* **What to produce**: Whenever a line carries the word "state", pull it out of the entries.

* **Data records**:
//! Crate-wide error taxonomy.
//!
//! Mirrors ยง7 of the design spec: each failure kind the runtime can observe
//! gets one matchable variant. Errors are always local to the core that
//! observed them; the framework never propagates an error across an actor
//! boundary and never retries a failed send on the application's behalf.

use std::io;

use crate::id::ActorId;

/// Errors surfaced by the runtime to callers of [`crate::engine::Engine`] and
/// recorded in each core's [`crate::monitoring::MonitoringSnapshot`].
#[derive(Debug, thiserror::Error)]
pub enum CoreError {
    /// `on_init()` returned `false`; the actor was discarded before dispatch.
    #[error("actor {id} failed to initialize")]
    InitFailed { id: ActorId },

    /// A handler panicked; treated as an implicit `kill()` for that actor.
    #[error("actor {id} handler panicked: {message}")]
    HandlerPanicked { id: ActorId, message: String },

    /// An event was published to an id that is no longer live.
    #[error("event delivered to dead destination {destination}")]
    DeadDestination { destination: ActorId },

    /// A protocol reported an unrecoverable framing error on a connection.
    #[error("protocol error on connection {connection_id}: {reason}")]
    ProtocolError { connection_id: u64, reason: String },

    /// A read/write/accept syscall failed.
    #[error("io error on connection {connection_id}: {source}")]
    Io {
        connection_id: u64,
        #[source]
        source: io::Error,
    },

    /// An inter-core ring was full; recorded only when the producer gives up
    /// entirely (e.g. during engine shutdown), not on every cooperative spin.
    #[error("mailbox to core {core_id} is full and shutting down")]
    Backpressure { core_id: u16 },

    /// An event was dropped because its destination core had already
    /// stopped.
    #[error("destination core {core_id} has stopped")]
    EngineStopped { core_id: u16 },

    /// A core id passed to `Engine::add_actor` exceeds the configured core
    /// count.
    #[error("core id {core_id} is out of range (engine has {core_count} cores)")]
    InvalidCoreId { core_id: u16, core_count: u16 },
}

impl CoreError {
    /// Whether this error should flip `Engine::has_error()` to `true`.
    ///
    /// Only a required actor failing to initialize or an invalid engine
    /// configuration counts as fatal. A handler panic is treated as an
    /// implicit `kill()` for the one actor that panicked — the core keeps
    /// running and other actors are unaffected, so it is counted but never
    /// fatal; likewise dropped events, protocol errors and backpressure are
    /// expected, countable occurrences under normal operation.
    pub fn is_fatal(&self) -> bool {
        matches!(
            self,
            CoreError::InitFailed { .. } | CoreError::InvalidCoreId { .. }
        )
    }
}
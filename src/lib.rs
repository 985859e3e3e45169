//! # vcore-rt
//!
//! Multi-core actor runtime with an integrated non-blocking I/O reactor.
//!
//! One [`engine::Engine`] owns a fixed number of `VirtualCore`s, each pinned
//! to its own OS thread and driving a cooperative, single-threaded event
//! loop: no async/await, no preemption, no cross-core shared actor state.
//! Actors talk to each other and to the outside world exclusively through
//! [`actor::ActorContext`] — typed events dispatched by a per-core registry,
//! routed across cores through a fixed mailbox fabric, plus TCP/UDP/TLS/file
//! watch primitives folded into the same loop via [`io::Reactor`].
//!
//! ```rust
//! use vcore_rt::actor::{Actor, ActorContext};
//! use vcore_rt::engine::Engine;
//!
//! struct Greeter;
//! impl Actor for Greeter {
//!     fn on_init(&mut self, ctx: &mut ActorContext<'_, Self>) -> bool {
//!         ctx.kill();
//!         true
//!     }
//! }
//!
//! let engine = Engine::new();
//! engine.add_actor(0, Greeter).unwrap();
//! engine.start(true);
//! assert!(!engine.has_error());
//! ```
//!
//! # Module organization
//!
//! - [`actor`] — `Actor`/`Handler`/`ICallback` traits and `ActorContext`.
//! - [`engine`] — process-wide bring-up: `Engine`, `EngineConfig`.
//! - [`scheduler`] — `VirtualCore`'s cooperative drain-and-dispatch loop.
//! - [`event`] — typed event headers, dispatch registry, `CoreOps`.
//! - [`mailbox`] — inter-core ring fabric and liveness tracking.
//! - [`io`] — the reactor bridge: TCP/UDP/TLS/file-watch/timers.
//! - [`monitoring`] — per-core counter snapshots.
//! - [`error`] — `CoreError`, the crate-wide error taxonomy.
//! - [`id`] — `ActorId` addressing.

pub mod actor;
pub mod engine;
pub mod error;
pub mod event;
pub mod id;
pub mod io;
pub mod mailbox;
pub mod monitoring;
pub mod prelude;
pub mod scheduler;

pub use actor::{Actor, ActorContext, Handler, ICallback};
pub use engine::{Engine, EngineConfig, EngineConfigBuilder};
pub use error::CoreError;
pub use id::ActorId;
pub use monitoring::{InMemoryMonitor, Monitor, MonitoringSnapshot, NoopMonitor};
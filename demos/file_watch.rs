//! Watches a scratch directory for roughly a second, printing every
//! create/modify/remove `notify` reports through the reactor's poll timer.
//! Run with `cargo run --example file_watch`.

use std::path::PathBuf;
use std::thread;
use std::time::Duration;

use tempfile::tempdir;

use vcore_rt::prelude::*;

struct Watcher {
    path: PathBuf,
}

impl Actor for Watcher {
    fn on_init(&mut self, ctx: &mut ActorContext<'_, Self>) -> bool {
        let started = ctx.watch_path(&self.path, Duration::from_millis(50), |_actor, _ctx, event| {
            println!("{:?} {}", event.kind, event.path.display());
        });
        if let Err(err) = started {
            eprintln!("failed to start watch: {err}");
            ctx.kill();
            return true;
        }
        ctx.schedule_after(Duration::from_millis(800), |_actor, ctx| {
            ctx.kill();
        });
        true
    }
}

fn main() {
    tracing_subscriber::fmt::init();

    let dir = match tempdir() {
        Ok(dir) => dir,
        Err(e) => {
            eprintln!("failed to create scratch directory: {e}");
            return;
        }
    };
    let watch_path = dir.path().to_path_buf();

    let writer_path = watch_path.clone();
    thread::spawn(move || {
        thread::sleep(Duration::from_millis(100));
        let file = writer_path.join("a.txt");
        let _ = std::fs::write(&file, b"hello");
        thread::sleep(Duration::from_millis(150));
        let _ = std::fs::write(&file, b"hello again");
        thread::sleep(Duration::from_millis(150));
        let _ = std::fs::remove_file(&file);
    });

    let engine = Engine::new();
    if let Err(e) = engine.add_actor(0, Watcher { path: watch_path }) {
        eprintln!("failed to add watcher actor: {e}");
        return;
    }

    engine.start(true);
    assert!(!engine.has_error());
}
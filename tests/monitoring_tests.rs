//! `Engine::snapshot` observed from outside, after actors have actually run
//! and torn themselves down. Per-field counter behavior is covered at the
//! unit level in `scheduler::metrics` and `monitoring::snapshot`; this
//! exercises the wiring between a finished engine and the snapshots it
//! hands back.

#![allow(clippy::unwrap_used)]

use std::sync::{Arc, Mutex};

use vcore_rt::actor::{Actor, ActorContext, Handler};
use vcore_rt::engine::{Engine, EngineConfig};
use vcore_rt::monitoring::{InMemoryMonitor, Monitor};

#[derive(Debug, Clone, Copy)]
struct Tick;

struct Counter {
    handled: Arc<Mutex<u32>>,
}

impl Actor for Counter {
    fn on_init(&mut self, ctx: &mut ActorContext<'_, Self>) -> bool {
        ctx.register_event::<Tick>();
        ctx.push(ctx.id(), Tick);
        true
    }
}

impl Handler<Tick> for Counter {
    fn on(&mut self, _event: Tick, ctx: &mut ActorContext<'_, Self>) {
        let mut handled = self.handled.lock().unwrap();
        *handled += 1;
        if *handled >= 5 {
            ctx.kill();
        } else {
            ctx.push(ctx.id(), Tick);
        }
    }
}

#[test]
fn snapshot_reflects_dispatch_counts_after_actors_finish() {
    let engine = Engine::with_config(EngineConfig::builder().with_core_count(2).build().unwrap());
    let handled = Arc::new(Mutex::new(0));
    engine
        .add_actor(
            0,
            Counter {
                handled: Arc::clone(&handled),
            },
        )
        .unwrap();

    engine.start(true);

    let snapshots = engine.snapshot();
    assert_eq!(snapshots.len(), 2);

    let core0 = snapshots.iter().find(|s| s.core_id == 0).unwrap();
    assert_eq!(core0.dispatched, 5);
    assert_eq!(core0.actor_count, 0);

    let core1 = snapshots.iter().find(|s| s.core_id == 1).unwrap();
    assert_eq!(core1.dispatched, 0);
}

#[test]
fn snapshots_feed_into_a_monitor_unmodified() {
    let engine = Engine::new();
    let handled = Arc::new(Mutex::new(0));
    engine
        .add_actor(
            0,
            Counter {
                handled: Arc::clone(&handled),
            },
        )
        .unwrap();
    engine.start(true);

    let monitor = InMemoryMonitor::new(10);
    for snapshot in engine.snapshot() {
        monitor.record(snapshot);
    }

    let history = monitor.history();
    assert!(history.iter().any(|s| s.dispatched == 5));
}
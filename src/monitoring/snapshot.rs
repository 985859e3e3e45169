//! Point-in-time copy of one core's counters (§4.8, §3.2 timestamp convention).

use chrono::{DateTime, Utc};
use serde::{Deserialize, Serialize};
use uuid::Uuid;

use crate::scheduler::CoreMetricsSnapshot;

/// One core's counters at the moment [`crate::engine::Engine::snapshot`] was
/// called, stamped with a unique id and wall-clock time so callers can
/// correlate snapshots taken across an observation window.
#[derive(Debug, Clone, Serialize, Deserialize)]
pub struct MonitoringSnapshot {
    pub snapshot_id: Uuid,
    pub timestamp: DateTime<Utc>,
    pub core_id: u16,
    pub actor_count: u64,
    pub dispatched: u64,
    pub dropped_no_handler: u64,
    pub dropped_dead_destination: u64,
    pub dropped_engine_stopped: u64,
    pub init_failed: u64,
    pub handler_panics: u64,
    pub backpressure_spins: u64,
    pub ticks: u64,
}

impl MonitoringSnapshot {
    pub fn new(core_id: u16, metrics: CoreMetricsSnapshot, snapshot_id: Uuid, timestamp: DateTime<Utc>) -> Self {
        Self {
            snapshot_id,
            timestamp,
            core_id,
            actor_count: metrics.actors_alive,
            dispatched: metrics.dispatched,
            dropped_no_handler: metrics.dropped_no_handler,
            dropped_dead_destination: metrics.dropped_dead_destination,
            dropped_engine_stopped: metrics.dropped_engine_stopped,
            init_failed: metrics.init_failed,
            handler_panics: metrics.handler_panics,
            backpressure_spins: metrics.backpressure_spins,
            ticks: metrics.ticks,
        }
    }
}
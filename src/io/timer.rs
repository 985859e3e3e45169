//! `with_timeout` mixin (§4.6): a pseudo-event delivered to `self.on`,
//! re-armed explicitly by the handler rather than auto-repeating.
//!
//! Grounded on `original_source/core/example5_timers.cpp`'s explicit note
//! that the real primitive is a direct reactor timer, not a self-messaging
//! simulation; the example's `DelayedActionMsg` self-send pattern is kept
//! only as the fallback any actor can use without this mixin.

use std::time::Duration;

use crate::actor::{Actor, ActorContext, Handler};
use crate::event::{type_id_of, CoreOps, Event, EventHeader, Frame};
use crate::id::ActorId;

/// Delivered to an actor that has armed a timeout and not yet handled it.
/// Carries nothing beyond identity: the handler already knows what it
/// armed the timer for.
#[derive(Debug, Clone, Copy)]
pub struct TimerEvent;

impl Event for TimerEvent {}

/// Built by the reactor directly (no [`ActorContext`] available from a
/// timer callback); addressed from `actor` to itself.
pub(crate) fn deliver(core: &mut dyn CoreOps, actor: ActorId) {
    let header = EventHeader {
        type_id: type_id_of::<TimerEvent>(),
        source: actor,
        destination: actor,
        alive: core.is_alive(actor),
        is_live: false,
        size_bytes: std::mem::size_of::<TimerEvent>() as u32,
    };
    core.enqueue(actor, Frame::new(header, TimerEvent));
}

/// Actors that want `with_timeout` semantics implement `Handler<TimerEvent>`
/// directly; this marker just documents the intended shape and gives the
/// `ctx.start_timeout` / `ctx.update_timeout` calls a trait bound to hang
/// off.
pub trait WithTimeout: Actor + Handler<TimerEvent> {}
impl<A: Actor + Handler<TimerEvent>> WithTimeout for A {}

impl<'a, A: Actor> ActorContext<'a, A> {
    /// Arm a [`TimerEvent`] to fire after `interval`. Requires `A:
    /// WithTimeout` so the event can actually be delivered once armed.
    pub fn start_timeout(&mut self, interval: Duration)
    where
        A: WithTimeout,
    {
        self.arm_timeout(Some(interval));
    }

    /// Re-arm using the interval last passed to `start_timeout` /
    /// `update_timeout` for this actor.
    pub fn update_timeout(&mut self)
    where
        A: WithTimeout,
    {
        self.arm_timeout(None);
    }

    /// Re-arm with a new interval, replacing the remembered one.
    pub fn update_timeout_with(&mut self, interval: Duration)
    where
        A: WithTimeout,
    {
        self.arm_timeout(Some(interval));
    }

    fn arm_timeout(&mut self, interval: Option<Duration>) {
        let id = self.id();
        self.raw_core().arm_timer(id, interval);
    }
}
//! Stream framing contract (§3.1 "Protocol state (I/O)", §4.6).
//!
//! A [`Protocol`] turns a byte stream into discrete messages with exact
//! consumption: `message_size()` answers "is a full message buffered, and
//! how big is it", and `on_message(size)` is called once the transport has
//! guaranteed those bytes are contiguous at the head of the input buffer.
//! Grounded on `original_source/io/example6_custom_protocol.cpp`'s
//! `getMessageSize`/`onMessage`/`reset` contract.

/// Append-only window a transport fills from the socket; a protocol reads
/// from the front and the transport consumes exactly what `on_message`
/// reported.
#[derive(Debug, Default)]
pub struct InputBuffer {
    bytes: Vec<u8>,
}

impl InputBuffer {
    pub fn new() -> Self {
        Self::default()
    }

    pub fn extend(&mut self, data: &[u8]) {
        self.bytes.extend_from_slice(data);
    }

    pub fn as_slice(&self) -> &[u8] {
        &self.bytes
    }

    pub fn len(&self) -> usize {
        self.bytes.len()
    }

    pub fn is_empty(&self) -> bool {
        self.bytes.is_empty()
    }

    /// Drop the first `size` bytes (§8 "Protocol consume exactness").
    pub fn consume(&mut self, size: usize) {
        self.bytes.drain(..size.min(self.bytes.len()));
    }
}

/// Write-ordered byte pipe a protocol assembles outbound frames into. The
/// transport drains it in FIFO order when the socket is writable; back
/// pressure is left entirely to the application (§4.6).
#[derive(Debug, Default)]
pub struct OutputPipe {
    bytes: Vec<u8>,
}

impl OutputPipe {
    pub fn new() -> Self {
        Self::default()
    }

    pub fn write(&mut self, data: &[u8]) {
        self.bytes.extend_from_slice(data);
    }

    pub fn pending(&self) -> &[u8] {
        &self.bytes
    }

    pub fn is_empty(&self) -> bool {
        self.bytes.is_empty()
    }

    /// Drop the first `n` bytes once the transport has written them.
    pub fn advance(&mut self, n: usize) {
        self.bytes.drain(..n.min(self.bytes.len()));
    }

    /// Discard everything, called when a connection disconnects (§4.6).
    pub fn clear(&mut self) {
        self.bytes.clear();
    }
}

/// Per-connection framing state, implemented by application code and
/// attached to a transport (§3.1, §4.6).
pub trait Protocol {
    /// `0` if no complete message is buffered yet; otherwise the exact
    /// byte count of the next message. MUST NOT change its answer between
    /// this call and the matching `on_message` call (§4.6).
    fn message_size(&mut self, input: &InputBuffer) -> usize;

    /// Called once `size` (the value just returned from `message_size`)
    /// bytes are contiguous at the head of `input`. The caller consumes
    /// exactly `size` bytes from `input` immediately after this returns.
    fn on_message(&mut self, input: &InputBuffer, size: usize, output: &mut OutputPipe);

    /// Reset parser state, e.g. after a protocol switch (§4.6, §9 Open
    /// Questions: buffered bytes are re-parsed by the new protocol, so
    /// `reset` only clears parser state, never the shared input buffer).
    fn reset(&mut self) {}

    /// Checked whenever `message_size` reports `0`: whether the bytes
    /// buffered so far can never become a valid message (a bad header
    /// magic/version, an over-limit declared length, ...) rather than
    /// simply being incomplete. Default: never malformed, i.e. always wait
    /// for more bytes.
    fn is_malformed(&mut self, _input: &InputBuffer) -> bool {
        false
    }
}

/// Drive `protocol` over everything currently buffered in `input`,
/// consuming exactly what each `on_message` call reported (§4.6's inbound
/// contract). Shared by every transport so the exact-consumption rule is
/// implemented once.
///
/// Returns `Err` the first time `is_malformed` reports true on the
/// remaining bytes (§4.7 "protocol parse error") — the caller is expected
/// to emit a disconnected pseudo-event, close the connection and discard
/// the output pipe.
pub fn pump(protocol: &mut dyn Protocol, input: &mut InputBuffer, output: &mut OutputPipe) -> Result<(), String> {
    loop {
        let size = protocol.message_size(input);
        if size == 0 {
            if protocol.is_malformed(input) {
                return Err("protocol reported an unrecoverable framing error".to_string());
            }
            break;
        }
        protocol.on_message(input, size, output);
        input.consume(size);
    }
    Ok(())
}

* **Task response**:
//! loop: no async/await, no preemption, no cross-core shared actor state.
//! Stream framing contract (§3.1 "Protocol state (I/O)", §4.6).
/// Per-connection framing state, implemented by application code and
    /// Reset parser state, e.g. after a protocol switch (§4.6, §9 Open
    /// `reset` only clears parser state, never the shared input buffer).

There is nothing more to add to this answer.